By launching its gold clearing system, Hong Kong is securing first-mover advantage in a push to become Asia’s preeminent hub for bullion trading. Last week, Singapore announced its own plans to launch a clearing mechanism by the end of the year.

Both cities are aiming to capitalize on strong demand in Asia, where many investors remain bullish about the long-term prospects for the precious metal as an alternative store of wealth despite the recent drop in price as the war in the Middle East fanned concerns around inflation and higher interest rates.
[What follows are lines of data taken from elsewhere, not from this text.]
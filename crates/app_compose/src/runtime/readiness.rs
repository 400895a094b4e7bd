//! Readiness evaluation
//!
//! Readiness is the AND of every condition an app declares: a matching log
//! line, its own exit, and TCP reachability of its ports. An app declaring
//! nothing is ready as soon as it has started. When readiness fires the app's
//! `export` map is published before the ready flag flips, so dependents
//! always observe the exported values.

use crate::config::{Environment, PortValue, ReadySpec, ScalarValue, SubstitutionContext, WaitForPorts};
use crate::runtime::container::PortSpec;
use crate::runtime::process::{Process, ProcessEvent, ProcessState, Subscription};
use futures::future::{BoxFuture, FutureExt, OptionFuture};
use indexmap::IndexMap;
use regex::Regex;
use std::sync::Arc;
use std::time::Duration;
use tokio::net::TcpStream;
use tokio::sync::mpsc;

/// Timing of TCP reachability probes
#[derive(Debug, Clone, Copy, PartialEq, Eq)]
pub struct ProbeTiming {
    /// Delay before the first probe
    pub first_probe: Duration,
    /// Delay between subsequent probes
    pub interval: Duration,
}

impl Default for ProbeTiming {
    fn default() -> Self {
        Self {
            first_probe: Duration::from_millis(100),
            interval: Duration::from_millis(500),
        }
    }
}

/// Conditions resolved from a [`ReadySpec`] for one process
#[derive(Debug, Default)]
struct Conditions {
    log: Option<Regex>,
    when_done: bool,
    ports: Vec<u16>,
}

impl Conditions {
    fn resolve(process: &dyn Process, ready: Option<&ReadySpec>) -> Self {
        let Some(ready) = ready else {
            return Self::default();
        };

        let log = ready.wait_for_log.as_deref().and_then(|pattern| match Regex::new(pattern) {
            Ok(regex) => Some(regex),
            Err(e) => {
                log::warn!("[{}] Ignoring invalid wait_for_log: {}", process.name(), e);
                None
            }
        });

        let ports = match &ready.wait_for_ports {
            None | Some(WaitForPorts::All(false)) => Vec::new(),
            Some(WaitForPorts::All(true)) => match process.declared_tcp_ports() {
                Some(ports) => ports,
                None => {
                    log::warn!(
                        "[{}] wait_for_ports: true needs declared container ports, ignoring",
                        process.name()
                    );
                    Vec::new()
                }
            },
            Some(WaitForPorts::List(ports)) => ports
                .iter()
                .filter_map(|port| Self::probe_port(process, port))
                .collect(),
        };

        Self {
            log,
            when_done: ready.when_done.unwrap_or(false),
            ports,
        }
    }

    fn probe_port(process: &dyn Process, port: &PortValue) -> Option<u16> {
        match PortSpec::parse(port) {
            Ok(spec) => Some(spec.source_port),
            Err(e) => {
                log::warn!("[{}] Ignoring wait_for_ports entry: {}", process.name(), e);
                None
            }
        }
    }

    fn is_empty(&self) -> bool {
        self.log.is_none() && !self.when_done && self.ports.is_empty()
    }
}

/// Watches processes and fires their readiness
#[derive(Debug, Clone, Default)]
pub struct ReadinessEvaluator {
    timing: ProbeTiming,
    host_variables: Environment,
}

impl ReadinessEvaluator {
    /// `host_variables` take part in `export` substitution
    pub fn new(timing: ProbeTiming, host_variables: Environment) -> Self {
        Self {
            timing,
            host_variables,
        }
    }

    /// Start watching `process`
    ///
    /// Events are subscribed to before this returns, so a process started
    /// afterwards cannot slip past its conditions. The watch ends by itself
    /// once readiness fired or the process exits or begins killing.
    pub fn evaluate(
        &self,
        process: Arc<dyn Process>,
        ready: Option<&ReadySpec>,
        export: &IndexMap<String, ScalarValue>,
    ) -> Subscription {
        let conditions = Conditions::resolve(process.as_ref(), ready);
        let watch = Watch {
            events: process.core().subscribe(),
            process,
            notify: !conditions.is_empty(),
            conditions,
            timing: self.timing,
            host_variables: self.host_variables.clone(),
            export: export.clone(),
        };
        let task = tokio::spawn(watch.run());
        Subscription::new(task.abort_handle())
    }
}

struct Watch {
    process: Arc<dyn Process>,
    events: mpsc::UnboundedReceiver<ProcessEvent>,
    conditions: Conditions,
    notify: bool,
    timing: ProbeTiming,
    host_variables: Environment,
    export: IndexMap<String, ScalarValue>,
}

impl Watch {
    async fn run(mut self) {
        let core = self.process.core().clone();
        let mut started = core.state() != ProcessState::Created;
        let mut log_pending = self.conditions.log.is_some();
        let done_pending = self.conditions.when_done;
        let mut ports_pending = !self.conditions.ports.is_empty();
        let mut probe: OptionFuture<BoxFuture<'static, bool>> = None.into();

        if started && ports_pending {
            probe = Some(self.probe()).into();
        }

        loop {
            if started && !log_pending && !done_pending && !ports_pending {
                self.fire().await;
                return;
            }

            tokio::select! {
                event = self.events.recv() => match event {
                    Some(ProcessEvent::Started) => {
                        started = true;
                        if ports_pending {
                            probe = Some(self.probe()).into();
                        }
                    }
                    Some(ProcessEvent::Line(line)) => {
                        if log_pending && self.matches(&line) {
                            log_pending = false;
                        }
                    }
                    Some(ProcessEvent::Exit { .. }) => {
                        // Exit satisfies `when_done`; nothing else can change afterwards
                        if !log_pending && !ports_pending {
                            self.fire().await;
                        }
                        return;
                    }
                    Some(ProcessEvent::Killing(_)) | None => return,
                    Some(_) => {}
                },
                Some(reachable) = &mut probe => {
                    probe = None.into();
                    if reachable {
                        ports_pending = false;
                    }
                }
                _ = core.wait_until_ended() => {
                    // The exit event is queued before the state changes
                    while let Ok(event) = self.events.try_recv() {
                        match event {
                            ProcessEvent::Line(line) if log_pending && self.matches(&line) => {
                                log_pending = false;
                            }
                            ProcessEvent::Exit { .. } => {
                                if !log_pending && !ports_pending {
                                    self.fire().await;
                                }
                                return;
                            }
                            ProcessEvent::Killing(_) => return,
                            _ => {}
                        }
                    }
                    return;
                }
            }
        }
    }

    fn matches(&self, line: &str) -> bool {
        self.conditions
            .log
            .as_ref()
            .is_some_and(|regex| regex.is_match(line))
    }

    fn probe(&self) -> BoxFuture<'static, bool> {
        wait_for_ports(self.process.clone(), self.conditions.ports.clone(), self.timing).boxed()
    }

    /// Publish exports, then flip readiness
    async fn fire(&self) {
        // Exports may reference the container address, published just after start
        let _ = self.process.resolve_host().await;

        let core = self.process.core();
        let exports = SubstitutionContext::new()
            .with_vars(self.host_variables.clone())
            .with_vars(core.exported_environment())
            .with_vars(core.variables())
            .substitute_scalars(&self.export);
        core.extend_exported(exports);

        if core.mark_ready(self.notify) && self.notify {
            log::info!("[{}] Ready", core.name());
        }
    }
}

/// Wait until every port accepts a TCP connection on the process's host
///
/// Returns `false` when the host can never be known.
pub async fn wait_for_ports(process: Arc<dyn Process>, ports: Vec<u16>, timing: ProbeTiming) -> bool {
    let Some(host) = process.resolve_host().await else {
        return false;
    };
    tokio::time::sleep(timing.first_probe).await;

    let name = process.name();
    let probes = ports.into_iter().map(|port| {
        let host = host.clone();
        async move {
            loop {
                let attempt = tokio::time::timeout(timing.interval, TcpStream::connect((host.as_str(), port)));
                if let Ok(Ok(_)) = attempt.await {
                    log::debug!("[{}] Port {}:{} is reachable", name, host, port);
                    return;
                }
                tokio::time::sleep(timing.interval).await;
            }
        }
    });
    futures::future::join_all(probes).await;
    true
}
mod common;

use app_compose::runtime::{ProcessState, Signal};
use common::{orchestrator, within, CountingEngine, RecordingSink};
use std::sync::Arc;

const TWO_CACHES: &str = r#"
apps:
  cache_a:
    image: redis:7
    volumes: ["data:/data"]
  cache_b:
    image: redis:7
    volumes: ["data:/data"]
"#;

#[tokio::test]
async fn test_concurrent_apps_share_one_pull() {
    let engine = Arc::new(CountingEngine::default());
    let mut orchestrator = orchestrator(TWO_CACHES, Arc::default(), engine.clone(), Arc::default());
    let registry = orchestrator.create_processes().unwrap();
    orchestrator.start_processes().unwrap();

    for name in ["cache_a", "cache_b"] {
        within(registry.get(name).unwrap().process.core().wait_until_ready()).await;
    }

    assert_eq!(engine.pulls(), 1);
    assert_eq!(engine.volumes(), 1);
    assert_eq!(engine.creates(), 2);
}

#[tokio::test]
async fn test_pull_progress_reaches_every_waiting_app() {
    let engine = Arc::new(CountingEngine::default());
    let sink = Arc::new(RecordingSink::default());
    let mut orchestrator = orchestrator(TWO_CACHES, Arc::default(), engine.clone(), sink.clone());
    let registry = orchestrator.create_processes().unwrap();
    orchestrator.start_processes().unwrap();

    // One of the waiting apps goes away mid-pull
    tokio::time::sleep(std::time::Duration::from_millis(10)).await;
    let cache_a = registry.get("cache_a").unwrap().process.clone();
    assert!(!cache_a.kill(Signal::Interrupt).await);

    within(registry.get("cache_b").unwrap().process.core().wait_until_ready()).await;
    sink.wait_for("cache_b ... Pulled image redis:7").await;

    assert!(sink.contains("cache_a ... Pulling image redis:7"));
    assert!(sink.contains("cache_b ... Pulling image redis:7"));
    assert!(!sink.contains("cache_a ... Pulled image redis:7"));
    assert_eq!(engine.pulls(), 1);
}

#[tokio::test]
async fn test_exports_see_container_address() {
    let yaml = r#"
apps:
  db:
    image: postgres:16
    ports: ["5432"]
    export:
      DATABASE_URL: "postgres://$IP_ADDRESS:5432/dev"
  api:
    command: api
    depends_on: [db]
"#;
    let engine = Arc::new(CountingEngine::default());
    let spawner = Arc::new(common::ScriptedSpawner::default());
    let mut orchestrator = orchestrator(yaml, spawner.clone(), engine, Arc::default());
    let registry = orchestrator.create_processes().unwrap();
    orchestrator.start_processes().unwrap();

    within(registry.get("api").unwrap().process.core().wait_until_ready()).await;

    // First container created gets 172.17.0.2
    let request = spawner.request("api").unwrap();
    assert_eq!(request.env["DATABASE_URL"], "postgres://172.17.0.2:5432/dev");
    assert!(!request.env.contains_key("IP_ADDRESS"));
}

#[tokio::test]
async fn test_unchanged_container_is_reused() {
    let yaml = r#"
apps:
  cache:
    image: redis:7
    environment: {MAXMEMORY: 64mb}
"#;
    let engine = Arc::new(CountingEngine::default());

    let first_sink = Arc::new(RecordingSink::default());
    let mut first = orchestrator(yaml, Arc::default(), engine.clone(), first_sink);
    let registry = first.create_processes().unwrap();
    first.start_processes().unwrap();
    let cache = registry.get("cache").unwrap().process.clone();
    within(cache.core().wait_until_ready()).await;
    assert!(cache.kill(Signal::Interrupt).await);
    within(cache.core().wait_until_ended()).await;
    first.dispose();

    let sink = Arc::new(RecordingSink::default());
    let mut second = orchestrator(yaml, Arc::default(), engine.clone(), sink.clone());
    let registry = second.create_processes().unwrap();
    second.start_processes().unwrap();
    within(registry.get("cache").unwrap().process.core().wait_until_ready()).await;
    tokio::time::sleep(std::time::Duration::from_millis(20)).await;

    assert_eq!(engine.creates(), 1);
    assert_eq!(engine.pulls(), 1);
    assert!(sink.contains("cache ... Re-using container test_cache"));
}

#[tokio::test]
async fn test_changed_options_recreate_container() {
    let engine = Arc::new(CountingEngine::default());
    for memory in ["64mb", "128mb"] {
        let yaml = format!("apps:\n  cache:\n    image: redis:7\n    environment: {{MAXMEMORY: {memory}}}\n");
        let mut orchestrator = orchestrator(&yaml, Arc::default(), engine.clone(), Arc::default());
        let registry = orchestrator.create_processes().unwrap();
        orchestrator.start_processes().unwrap();
        let cache = registry.get("cache").unwrap().process.clone();
        within(cache.core().wait_until_ready()).await;
        cache.kill(Signal::Interrupt).await;
        within(cache.core().wait_until_ended()).await;
    }

    assert_eq!(engine.creates(), 2);
}

#[tokio::test]
async fn test_container_kill_reports_exit_code() {
    let yaml = r#"
apps:
  cache:
    image: redis:7
"#;
    let engine = Arc::new(CountingEngine::default());
    let sink = Arc::new(RecordingSink::default());
    let mut orchestrator = orchestrator(yaml, Arc::default(), engine.clone(), sink.clone());
    let registry = orchestrator.create_processes().unwrap();
    orchestrator.start_processes().unwrap();

    let cache = registry.get("cache").unwrap().process.clone();
    within(cache.core().wait_until_ready()).await;
    assert!(cache.kill(Signal::Terminate).await);
    within(cache.core().wait_until_ended()).await;
    tokio::time::sleep(std::time::Duration::from_millis(20)).await;

    assert_eq!(engine.kills(), vec![("test_cache".to_string(), Signal::Terminate)]);
    assert!(sink.contains("cache: container started"));
    assert!(sink.contains("cache ... sending SIGTERM"));
    assert!(sink.contains("cache ... exited with code 130"));
    assert!(!cache.kill(Signal::Kill).await);
}

#[tokio::test]
async fn test_kill_before_attach_abandons_startup() {
    let yaml = r#"
apps:
  cache:
    image: redis:7
"#;
    let engine = Arc::new(CountingEngine::default());
    let mut orchestrator = orchestrator(yaml, Arc::default(), engine.clone(), Arc::default());
    let registry = orchestrator.create_processes().unwrap();
    orchestrator.start_processes().unwrap();

    let cache = registry.get("cache").unwrap().process.clone();
    // Let the start task begin pulling, then cancel it mid-pull
    tokio::time::sleep(std::time::Duration::from_millis(10)).await;
    assert!(!cache.kill(Signal::Interrupt).await);

    assert_eq!(cache.core().state(), ProcessState::Ended);
    assert_eq!(engine.creates(), 0);
}

#[tokio::test]
async fn test_declared_ports_gate_readiness() {
    // Find a free port, then release it until the app should become reachable
    let port = {
        let probe = tokio::net::TcpListener::bind("127.0.0.1:0").await.unwrap();
        probe.local_addr().unwrap().port()
    };
    let yaml = format!(
        r#"
apps:
  web:
    image: nginx:1.27
    ports: ["{port}:80"]
    ready:
      wait_for_ports: true
"#
    );
    let engine = Arc::new(CountingEngine::default().with_ip_address("127.0.0.1"));
    let mut orchestrator = orchestrator(&yaml, Arc::default(), engine, Arc::default());
    let registry = orchestrator.create_processes().unwrap();
    orchestrator.start_processes().unwrap();

    let web = registry.get("web").unwrap().process.clone();
    tokio::time::sleep(std::time::Duration::from_millis(150)).await;
    assert_eq!(web.core().state(), ProcessState::Started);
    assert!(!web.core().is_ready());

    let _listener = tokio::net::TcpListener::bind(("127.0.0.1", port)).await.unwrap();
    within(web.core().wait_until_ready()).await;
}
In an emailed response to questions, a spokesperson for the government agency behind the system, known as the Financial Services and the Treasury Bureau, said the clearing company had been “working closely with the market to formulate the framework and rules of the clearing system” and that preparatory work had entered its final stage.

Eleven banks are on the board of the Hong Kong Precious Metals Central Clearing Company. Some of these lenders will become clearing banks from the launch, whereas others will take longer to build up their bullion capacity. While Hong Kong plans to start by using the London Good Delivery standard, its future plans are still to be decided, the people said.

In Singapore, the clearing system will be aligned with the London Good Delivery framework for large bars, as well as delivery and settlement standards for kilobars adopted by major exchanges in Chicago and Shanghai.